Transgender sex offenders are a small, complex and atypical group. The purpose of this paper is to highlight the issues in relationship to the assessment of gender

Abstract

Purpose

Transgender sex offenders are a small, complex and atypical group. The purpose of this paper is to highlight the issues in relationship to the assessment of gender dysphoria in transgender sex offenders and approaches to risk management.
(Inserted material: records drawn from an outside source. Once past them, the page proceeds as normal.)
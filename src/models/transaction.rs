//! Transaction model
//!
//! A dated cash movement under an account. The time of day is a separate
//! free-form string and is never combined with the date.

use chrono::NaiveDate;
use serde::{Deserialize, Serialize};
use std::cmp::Ordering;
use std::fmt;

use super::amount::Amount;
use super::ids::{AccountId, CategoryId, TransactionId};

/// A financial transaction
#[derive(Debug, Clone, PartialEq, Serialize, Deserialize)]
pub struct Transaction {
    /// Store-assigned identifier
    pub id: TransactionId,

    /// The account this transaction belongs to
    pub account_id: AccountId,

    /// Category, `None` if uncategorized or the category was deleted
    pub category_id: Option<CategoryId>,

    /// Calendar date
    pub date: NaiveDate,

    /// Time of day as entered (e.g. `"10:00"`), may be empty
    #[serde(default)]
    pub time: String,

    /// Free-text remark
    #[serde(default)]
    pub remark: String,

    /// Payment mode (cash, card, ...)
    #[serde(default)]
    pub mode: String,

    /// Money received
    #[serde(default)]
    pub cash_in: Amount,

    /// Money spent
    #[serde(default)]
    pub cash_out: Amount,
}

impl Transaction {
    /// Create a new, not yet inserted transaction with zero amounts
    pub fn new(account_id: AccountId, date: NaiveDate) -> Self {
        Self {
            id: TransactionId::UNASSIGNED,
            account_id,
            category_id: None,
            date,
            time: String::new(),
            remark: String::new(),
            mode: String::new(),
            cash_in: Amount::ZERO,
            cash_out: Amount::ZERO,
        }
    }

    /// Create a transaction with all common fields
    #[allow(clippy::too_many_arguments)]
    pub fn with_details(
        account_id: AccountId,
        category_id: Option<CategoryId>,
        date: NaiveDate,
        time: impl Into<String>,
        remark: impl Into<String>,
        mode: impl Into<String>,
        cash_in: Amount,
        cash_out: Amount,
    ) -> Self {
        Self {
            id: TransactionId::UNASSIGNED,
            account_id,
            category_id,
            date,
            time: time.into(),
            remark: remark.into(),
            mode: mode.into(),
            cash_in,
            cash_out,
        }
    }

    /// Contribution of this transaction to the account balance
    pub fn balance(&self) -> Amount {
        self.cash_in - self.cash_out
    }

    pub fn is_categorized(&self) -> bool {
        self.category_id.is_some()
    }

    /// Store ordering: date descending, then time string descending, then
    /// newest ID first
    pub fn cmp_newest_first(&self, other: &Self) -> Ordering {
        other
            .date
            .cmp(&self.date)
            .then_with(|| other.time.cmp(&self.time))
            .then_with(|| other.id.cmp(&self.id))
    }
}

impl fmt::Display for Transaction {
    fn fmt(&self, f: &mut fmt::Formatter<'_>) -> fmt::Result {
        write!(
            f,
            "{} {} {} (+{} / -{})",
            self.date.format("%Y-%m-%d"),
            self.time,
            self.remark,
            self.cash_in,
            self.cash_out
        )
    }
}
Design/methodology/approach

Clinical and research experience as a Gender Specialist and Consultant Forensic Psychiatrist who has managed sex offender populations has informed this publication.

Findings

Little is known about the relationship between gender dysphoria and criminality. More research is required to develop a typology of transgender sex offenders and develop actuarial risk instruments. Protective factors in relation to gender affirmative care are also important to understand.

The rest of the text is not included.